What the task asks:
Check every line of the entries below for "contains", and copy the lines that have it.

Records from a collection:

-=-=-=-=-

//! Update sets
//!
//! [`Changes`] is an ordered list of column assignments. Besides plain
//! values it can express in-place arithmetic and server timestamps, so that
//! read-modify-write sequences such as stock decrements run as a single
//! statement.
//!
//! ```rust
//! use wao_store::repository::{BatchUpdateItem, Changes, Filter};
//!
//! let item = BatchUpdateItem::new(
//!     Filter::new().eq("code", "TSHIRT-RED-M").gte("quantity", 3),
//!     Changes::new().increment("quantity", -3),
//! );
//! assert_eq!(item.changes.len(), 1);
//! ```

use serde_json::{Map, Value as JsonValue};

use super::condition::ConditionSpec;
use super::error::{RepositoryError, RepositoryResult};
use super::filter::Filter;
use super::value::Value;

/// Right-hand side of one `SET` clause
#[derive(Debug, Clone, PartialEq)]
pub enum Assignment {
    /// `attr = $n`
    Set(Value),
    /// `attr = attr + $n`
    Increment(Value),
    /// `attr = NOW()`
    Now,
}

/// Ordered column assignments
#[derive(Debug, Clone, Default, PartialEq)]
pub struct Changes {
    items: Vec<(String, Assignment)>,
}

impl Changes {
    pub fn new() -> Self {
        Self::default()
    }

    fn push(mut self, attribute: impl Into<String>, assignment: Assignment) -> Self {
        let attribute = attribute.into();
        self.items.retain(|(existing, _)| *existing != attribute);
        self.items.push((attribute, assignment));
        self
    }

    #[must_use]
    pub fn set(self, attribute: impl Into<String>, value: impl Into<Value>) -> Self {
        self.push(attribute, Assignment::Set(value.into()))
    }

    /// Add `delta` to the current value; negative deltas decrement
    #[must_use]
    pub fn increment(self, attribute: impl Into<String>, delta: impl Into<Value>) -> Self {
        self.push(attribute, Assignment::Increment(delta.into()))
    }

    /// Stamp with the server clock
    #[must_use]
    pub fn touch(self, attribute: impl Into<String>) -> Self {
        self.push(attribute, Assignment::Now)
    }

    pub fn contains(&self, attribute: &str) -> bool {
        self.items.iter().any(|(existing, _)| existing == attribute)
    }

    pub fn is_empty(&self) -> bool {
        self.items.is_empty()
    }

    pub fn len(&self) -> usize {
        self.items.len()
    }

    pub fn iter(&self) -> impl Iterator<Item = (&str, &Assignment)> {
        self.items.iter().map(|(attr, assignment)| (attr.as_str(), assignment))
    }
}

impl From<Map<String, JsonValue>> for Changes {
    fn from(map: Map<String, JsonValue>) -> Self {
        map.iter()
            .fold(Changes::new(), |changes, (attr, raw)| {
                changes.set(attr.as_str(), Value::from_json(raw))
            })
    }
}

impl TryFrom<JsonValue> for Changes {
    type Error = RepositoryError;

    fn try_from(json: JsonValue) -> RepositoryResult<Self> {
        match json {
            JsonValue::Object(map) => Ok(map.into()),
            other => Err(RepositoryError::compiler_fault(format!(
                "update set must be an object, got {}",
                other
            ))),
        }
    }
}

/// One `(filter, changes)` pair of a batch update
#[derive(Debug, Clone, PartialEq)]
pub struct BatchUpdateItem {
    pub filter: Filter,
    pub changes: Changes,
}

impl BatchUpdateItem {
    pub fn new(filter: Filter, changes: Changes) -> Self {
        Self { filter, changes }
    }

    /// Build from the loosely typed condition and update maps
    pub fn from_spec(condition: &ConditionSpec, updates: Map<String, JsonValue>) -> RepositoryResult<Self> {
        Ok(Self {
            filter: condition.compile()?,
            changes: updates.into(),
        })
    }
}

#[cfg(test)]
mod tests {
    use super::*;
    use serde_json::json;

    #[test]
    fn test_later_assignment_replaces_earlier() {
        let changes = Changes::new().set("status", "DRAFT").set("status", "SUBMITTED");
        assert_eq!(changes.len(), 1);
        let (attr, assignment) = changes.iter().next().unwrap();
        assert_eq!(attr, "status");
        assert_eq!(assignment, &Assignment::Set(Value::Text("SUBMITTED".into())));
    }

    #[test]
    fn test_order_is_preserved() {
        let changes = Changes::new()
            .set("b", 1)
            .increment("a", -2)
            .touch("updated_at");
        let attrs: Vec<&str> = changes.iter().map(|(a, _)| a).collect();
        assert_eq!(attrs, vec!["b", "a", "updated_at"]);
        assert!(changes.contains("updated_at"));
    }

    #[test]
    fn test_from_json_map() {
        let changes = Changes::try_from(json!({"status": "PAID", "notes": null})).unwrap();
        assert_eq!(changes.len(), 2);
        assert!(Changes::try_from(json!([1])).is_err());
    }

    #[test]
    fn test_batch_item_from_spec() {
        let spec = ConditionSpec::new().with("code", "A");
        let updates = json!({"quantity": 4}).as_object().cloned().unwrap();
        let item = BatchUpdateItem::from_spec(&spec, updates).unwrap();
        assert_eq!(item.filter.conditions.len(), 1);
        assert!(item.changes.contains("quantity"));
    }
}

-=-=-=-=-

Answer box:
    pub fn contains(&self, attribute: &str) -> bool {
        assert!(changes.contains("updated_at"));
        assert!(item.changes.contains("quantity"));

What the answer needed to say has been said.